The touchstone for exercising the extraordinary power under Section 482 Cr.P.C. would be to secure the ends of justice. There can be no hard and fast line constricting the power of the High Court to do substantial justice. A restrictive construction of inherent powers under Section 482 Cr.P.C. may lead to rigid or specious justice, which in the given facts and circumstances of a case, may rather lead to grave injustice. On the other hand, in cases where heinous offences have been proved against perpetrators, no such benefit ought to be extended, as cautiously observed by this Court in Narinder Singh & Ors. vs. State of Punjab & Ors. (2014) 6 SCC 466 and State of Madhya Pradesh Vs. Laxmi Narayan & Ors. (2019) 5 SCC 688 . 14. In other words, grave or serious offences or offences which involve moral turpitude or have a harmful effect on the social and moral fabric of the society or involve matters concerning public policy, cannot be construed betwixt two individuals or groups only, for such offences have the potential to impact the society at large. Effacing abominable offences through quashing process would not only send a wrong signal to the community but may also accord an undue benefit to unscrupulous habitual or professional offenders, who can secure a ‘settlement’ through duress, threats, social boycotts, bribes or other dubious means.
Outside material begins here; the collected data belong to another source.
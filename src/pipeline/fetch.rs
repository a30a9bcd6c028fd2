use std::collections::HashSet;
use std::time::Instant;

use futures_util::future::{join_all, try_join_all};
use reqwest::{Client, ClientBuilder, Response};
use tracing::{debug, error, info, warn};

use crate::infrastructure::config::AppConfig;
use crate::infrastructure::error::PipelineError;
use crate::models::{DataSettings, User};
use crate::pipeline::cache::{ExpiringCache, USERS_CACHE_KEY};
use crate::pipeline::metrics::PipelineMetrics;

/// Records requested per page
pub const PAGE_SIZE: u32 = 10;

/// HTTP client for the user data endpoints
#[derive(Clone)]
pub struct UserApiClient {
    client: Client,
    base_url: String,
}

impl UserApiClient {
    pub fn new(config: &AppConfig) -> Result<Self, PipelineError> {
        let client = ClientBuilder::new()
            .timeout(config.request_timeout)
            .connect_timeout(config.connect_timeout)
            .user_agent(format!("userfeed/{}", env!("CARGO_PKG_VERSION")))
            .build()
            .map_err(|e| {
                PipelineError::network(format!("failed to create HTTP client: {}", e), None)
            })?;

        Ok(Self {
            client,
            base_url: config.base_url.trim_end_matches('/').to_string(),
        })
    }

    pub fn with_base_url(base_url: impl Into<String>) -> Result<Self, PipelineError> {
        let config = AppConfig {
            base_url: base_url.into(),
            ..AppConfig::default()
        };
        Self::new(&config)
    }

    /// Fetch one page of users. A non-success status is a network error.
    pub async fn fetch_page(&self, page: u32, limit: u32) -> Result<Vec<User>, PipelineError> {
        let url = format!(
            "{}/api/users?page={}&limit={}",
            self.base_url, page, limit
        );

        let response = self
            .client
            .get(&url)
            .send()
            .await
            .map_err(|e| PipelineError::network(e.to_string(), Some(url.clone())))?;

        if !response.status().is_success() {
            return Err(PipelineError::network(
                format!("HTTP error: {}", response.status()),
                Some(url),
            ));
        }

        let users = response
            .json::<Vec<User>>()
            .await
            .map_err(|e| PipelineError::parsing(format!("invalid page body: {}", e)))?;

        debug!("fetched page {} with {} records", page, users.len());
        Ok(users)
    }

    /// Open the newline-delimited streaming endpoint.
    pub async fn open_stream(&self) -> Result<Response, PipelineError> {
        let url = format!("{}/api/users-stream", self.base_url);

        let response = self
            .client
            .get(&url)
            .send()
            .await
            .map_err(|e| PipelineError::network(e.to_string(), Some(url.clone())))?;

        if !response.status().is_success() {
            return Err(PipelineError::network(
                format!("HTTP error: {}", response.status()),
                Some(url),
            ));
        }

        Ok(response)
    }
}

/// Result of a parallel load
#[derive(Debug, Clone)]
pub struct FetchOutcome {
    pub users: Vec<User>,
    pub from_cache: bool,
}

/// Issues the same page set through two aggregation strategies and merges
/// the results.
pub struct ParallelFetchCoordinator {
    client: UserApiClient,
    cache: ExpiringCache,
}

impl ParallelFetchCoordinator {
    pub fn new(client: UserApiClient, cache: ExpiringCache) -> Self {
        Self { client, cache }
    }

    /// Fail-fast aggregation: any single page failure aborts the whole group.
    /// No retry, no fallback.
    pub async fn fetch_fail_fast(&self, pages: u32) -> Result<Vec<User>, PipelineError> {
        let requests = (1..=pages).map(|page| self.client.fetch_page(page, PAGE_SIZE));
        let batches = try_join_all(requests).await?;
        Ok(batches.into_iter().flatten().collect())
    }

    /// Partial-success aggregation: each page outcome is collected
    /// independently; failed pages are logged and skipped.
    pub async fn fetch_settled(&self, pages: u32) -> Vec<User> {
        let requests = (1..=pages).map(|page| self.client.fetch_page(page, PAGE_SIZE));
        let mut users = Vec::new();

        for (index, result) in join_all(requests).await.into_iter().enumerate() {
            match result {
                Ok(batch) => users.extend(batch),
                Err(e) => warn!("page {} failed in settled run: {}", index + 1, e),
            }
        }

        users
    }

    /// Run both strategies over the same page set, merge and deduplicate,
    /// and cache the result under the `"users"` key.
    ///
    /// A fresh cache entry short-circuits the whole operation unless
    /// `force_refresh` invalidates it first. If the fail-fast run fails the
    /// error is surfaced as-is; the settled run is not used as a fallback.
    pub async fn load_users(
        &self,
        settings: &DataSettings,
        force_refresh: bool,
        metrics: &mut PipelineMetrics,
    ) -> Result<FetchOutcome, PipelineError> {
        settings.validate()?;

        if force_refresh {
            self.cache.invalidate(USERS_CACHE_KEY).await;
        } else if let Some(users) = self.cache.get(USERS_CACHE_KEY).await {
            debug!("serving {} users from cache", users.len());
            return Ok(FetchOutcome {
                users,
                from_cache: true,
            });
        }

        let pages = settings.pages_to_fetch;

        let start = Instant::now();
        let fail_fast = match self.fetch_fail_fast(pages).await {
            Ok(users) => {
                metrics.parallel_all = start.elapsed();
                users
            }
            Err(e) => {
                error!("fail-fast fetch aborted: {}", e);
                return Err(e);
            }
        };

        let start = Instant::now();
        let settled = self.fetch_settled(pages).await;
        metrics.parallel_settled = start.elapsed();

        let mut merged = fail_fast;
        merged.extend(settled);
        let users = dedup_by_id(merged);

        info!(
            "loaded {} unique users across {} pages (all: {:.1?}, settled: {:.1?})",
            users.len(),
            pages,
            metrics.parallel_all,
            metrics.parallel_settled
        );

        self.cache.put(USERS_CACHE_KEY, users.clone()).await;

        Ok(FetchOutcome {
            users,
            from_cache: false,
        })
    }
}

/// Deduplicate by id, preserving first occurrence order.
pub fn dedup_by_id(users: Vec<User>) -> Vec<User> {
    let mut seen = HashSet::new();
    users
        .into_iter()
        .filter(|user| seen.insert(user.id))
        .collect()
}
It is well said that “let no guilty man escape, if it can be avoided.” 10. Reverting to the facts of the case, I am of considered view that the grant of prayer made by way of Cr.MP. No. 3752 of 2022 and Cr.MP No. 3753 of 2022 will be in consonance with the mandate of law as expounded by Hon’ble Supreme Court in above referred judgment. 11. Keeping in view the facts and circumstances of the case, both the petitions are allowed. FIR No 288 of 2006, dated 16.08.2006, is ordered to be quashed. Accordingly, judgment of conviction and sentence order dated 31.07.2012, passed by learned Judicial Magistrate First Class, Court No. 3, Hamirpur, H.P. in Case No.85-II of 2006 and also the judgment dated 21.12.2012, passed by learned Additional Sessions Judge, Fast Track Court, Hamirpur, H.P., in Criminal Appeals No. 27 and 28 of 2012, are set aside. Petitioners in both the petitions are acquitted of all the charges.